▶ [ACTIVITY]:
Set down exactly the lines below, starting at the one that contains "pub const MAX_PATTERN_FREQ: u32 = 100;" and ending at the one that contains "fn default() -> Shading", with both of those lines included and nothing else.

[[ DATA EXCERPTS, beginning ]]

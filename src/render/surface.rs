use crate::render::{Context, Flag, Primitive, Renderer, Uniform};

/// Tessellation levels for the surface patch. Owned by the host plugin, passed through as is.
#[derive(Debug, Clone, Copy, PartialEq, Eq, Hash)]
pub struct TessLevels {
    pub inner: u32,
    pub outer: u32,
}

impl TessLevels {
    /// Clamps both levels to `[1, max]`.
    pub fn clamped(self, max: u32) -> TessLevels {
        let max = max.max(1);
        TessLevels {
            inner: self.inner.max(1).min(max),
            outer: self.outer.max(1).min(max),
        }
    }
}

impl Default for TessLevels {
    fn default() -> TessLevels {
        TessLevels {
            inner: 16,
            outer: 16,
        }
    }
}

/// How control points are shown.
#[derive(Debug, Clone, Copy, PartialEq, Eq, Hash)]
pub enum ControlPointDisplay {
    Hidden,
    /// Depth tested against the surface.
    Visible,
    /// Drawn without writing depth, so the surface never hides them.
    Always,
}

/// Highest pattern frequency passed to the surface shader.
pub const MAX_PATTERN_FREQ: u32 = 100;

/// Phong material of the surface.
#[derive(Debug, Clone, Copy, PartialEq)]
pub struct Shading {
    pub ambient: [f32; 3],
    pub diffuse: [f32; 3],
    pub specular: [f32; 3],
    pub k_ambient: f32,
    pub k_diffuse: f32,
    pub k_specular: f32,
    /// Specular exponent.
    pub k_exp: f32,
}

impl Default for Shading {
    fn default() -> Shading {
        Shading {
            ambient: [1., 1., 1.],
            diffuse: [1., 1., 1.],
            specular: [1., 1., 1.],
            k_ambient: 0.2,
            k_diffuse: 0.7,
            k_specular: 0.,
            k_exp: 120.,
        }
    }
}

/// Display options that are not part of the surface itself.
#[derive(Debug, Clone, Copy, PartialEq)]
pub struct DrawStyle {
    pub control_points: ControlPointDisplay,
    pub point_size: f32,
    pub wireframe: bool,

    /// Draws the unit cube around the origin as a reference.
    pub show_box: bool,

    /// Colors the surface by its normals instead of shading it.
    pub show_normals: bool,

    /// Frequency of the parameter-space pattern; clamped to [MAX_PATTERN_FREQ] when drawing.
    pub freq: u32,

    pub shading: Shading,
}

impl Default for DrawStyle {
    fn default() -> DrawStyle {
        DrawStyle {
            control_points: ControlPointDisplay::Visible,
            point_size: 10.,
            wireframe: false,
            show_box: false,
            show_normals: false,
            freq: 4,
            shading: Shading::default(),
        }
    }
}

/// Corners of the unit cube centered at the origin.
const BOX_VERTICES: [f32; 24] = [
    -0.5, -0.5, -0.5, //
    0.5, -0.5, -0.5, //
    -0.5, 0.5, -0.5, //
    0.5, 0.5, -0.5, //
    -0.5, -0.5, 0.5, //
    0.5, -0.5, 0.5, //
    -0.5, 0.5, 0.5, //
    0.5, 0.5, 0.5,
];

/// The twelve cube edges as a line list.
const BOX_EDGES: [u32; 24] = [
    0, 1, 0, 2, 1, 3, 2, 3, //
    0, 4, 1, 5, 2, 6, 3, 7, //
    4, 5, 4, 6, 5, 7, 6, 7,
];

/// Everything needed to draw a B-spline surface and its control net.
#[derive(Debug, Clone, PartialEq)]
pub struct SurfaceDrawData {
    pub n: usize,
    pub m: usize,
    pub degree_p: usize,
    pub degree_q: usize,

    /// Control point positions, three floats per point.
    pub positions: Vec<f32>,

    /// Control point picking colors, three floats per point.
    pub id_colors: Vec<f32>,

    /// Control net line list.
    pub edge_indices: Vec<u32>,

    pub knots_u: Vec<f32>,
    pub knots_v: Vec<f32>,
    pub tess: TessLevels,

    /// Picking color of the selected point; black if nothing is selected.
    pub picked_color: [f32; 3],
}

/// Vertices per patch; the evaluator runs on one quad patch covering the whole parameter domain.
const PATCH_VERTICES: u32 = 4;

/// Draws the reference box (if enabled), the control net (as points and lines) and the
/// tessellated surface.
pub fn draw_surface<R: Renderer + ?Sized>(
    renderer: &mut R,
    ctx: &Context,
    data: &SurfaceDrawData,
    style: &DrawStyle,
) {
    if style.show_box {
        renderer.set_vertices(&BOX_VERTICES, &[], &BOX_EDGES);
        renderer.set_uniform("projMx", Uniform::Mat4(ctx.projection));
        renderer.set_uniform("viewMx", Uniform::Mat4(ctx.view));
        renderer.draw(Primitive::Lines);
    }

    if style.control_points != ControlPointDisplay::Hidden {
        if style.control_points == ControlPointDisplay::Always {
            renderer.set_flag(Flag::DepthWrite, false);
        }
        renderer.set_vertices(&data.positions, &data.id_colors, &data.edge_indices);
        renderer.set_uniform("projMx", Uniform::Mat4(ctx.projection));
        renderer.set_uniform("viewMx", Uniform::Mat4(ctx.view));
        renderer.set_uniform("pickedIdCol", Uniform::Vec3(data.picked_color));
        renderer.set_uniform("pointSize", Uniform::Float(style.point_size));
        renderer.draw(Primitive::Points);
        renderer.draw(Primitive::Lines);
        renderer.set_flag(Flag::DepthWrite, true);
    }

    renderer.set_flag(Flag::Wireframe, style.wireframe);
    renderer.set_uniform("tessLevelInner", Uniform::Int(data.tess.inner as i32));
    renderer.set_uniform("tessLevelOuter", Uniform::Int(data.tess.outer as i32));
    renderer.set_uniform("projMx", Uniform::Mat4(ctx.projection));
    renderer.set_uniform("viewMx", Uniform::Mat4(ctx.view));
    renderer.set_uniform("n", Uniform::Int(data.n as i32));
    renderer.set_uniform("m", Uniform::Int(data.m as i32));
    renderer.set_uniform("degreeP", Uniform::Int(data.degree_p as i32));
    renderer.set_uniform("degreeQ", Uniform::Int(data.degree_q as i32));
    renderer.set_uniform("knotsU", Uniform::FloatArray(data.knots_u.clone()));
    renderer.set_uniform("knotsV", Uniform::FloatArray(data.knots_v.clone()));
    renderer.set_uniform("controlPoints", Uniform::FloatArray(data.positions.clone()));
    renderer.set_uniform("showNormals", Uniform::Bool(style.show_normals));
    renderer.set_uniform("freq", Uniform::Int(style.freq.min(MAX_PATTERN_FREQ) as i32));

    let shading = &style.shading;
    renderer.set_uniform("ambientColor", Uniform::Vec3(shading.ambient));
    renderer.set_uniform("diffuseColor", Uniform::Vec3(shading.diffuse));
    renderer.set_uniform("specularColor", Uniform::Vec3(shading.specular));
    renderer.set_uniform("k_amb", Uniform::Float(shading.k_ambient));
    renderer.set_uniform("k_diff", Uniform::Float(shading.k_diffuse));
    renderer.set_uniform("k_spec", Uniform::Float(shading.k_specular));
    renderer.set_uniform("k_exp", Uniform::Float(shading.k_exp));
    renderer.draw(Primitive::Patches(PATCH_VERTICES));
    renderer.set_flag(Flag::Wireframe, false);
}

#[test]
fn tess_level_clamping() {
    let levels = TessLevels { inner: 0, outer: 99 }.clamped(64);
    assert_eq!(levels, TessLevels { inner: 1, outer: 64 });
    assert_eq!(TessLevels::default().clamped(0), TessLevels { inner: 1, outer: 1 });
}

[[ DATA EXCERPTS, end ]]

▶ [ANSWER FOR THIS EXERCISE]:
pub const MAX_PATTERN_FREQ: u32 = 100;

/// Phong material of the surface.
#[derive(Debug, Clone, Copy, PartialEq)]
pub struct Shading {
    pub ambient: [f32; 3],
    pub diffuse: [f32; 3],
    pub specular: [f32; 3],
    pub k_ambient: f32,
    pub k_diffuse: f32,
    pub k_specular: f32,
    /// Specular exponent.
    pub k_exp: f32,
}

impl Default for Shading {
    fn default() -> Shading {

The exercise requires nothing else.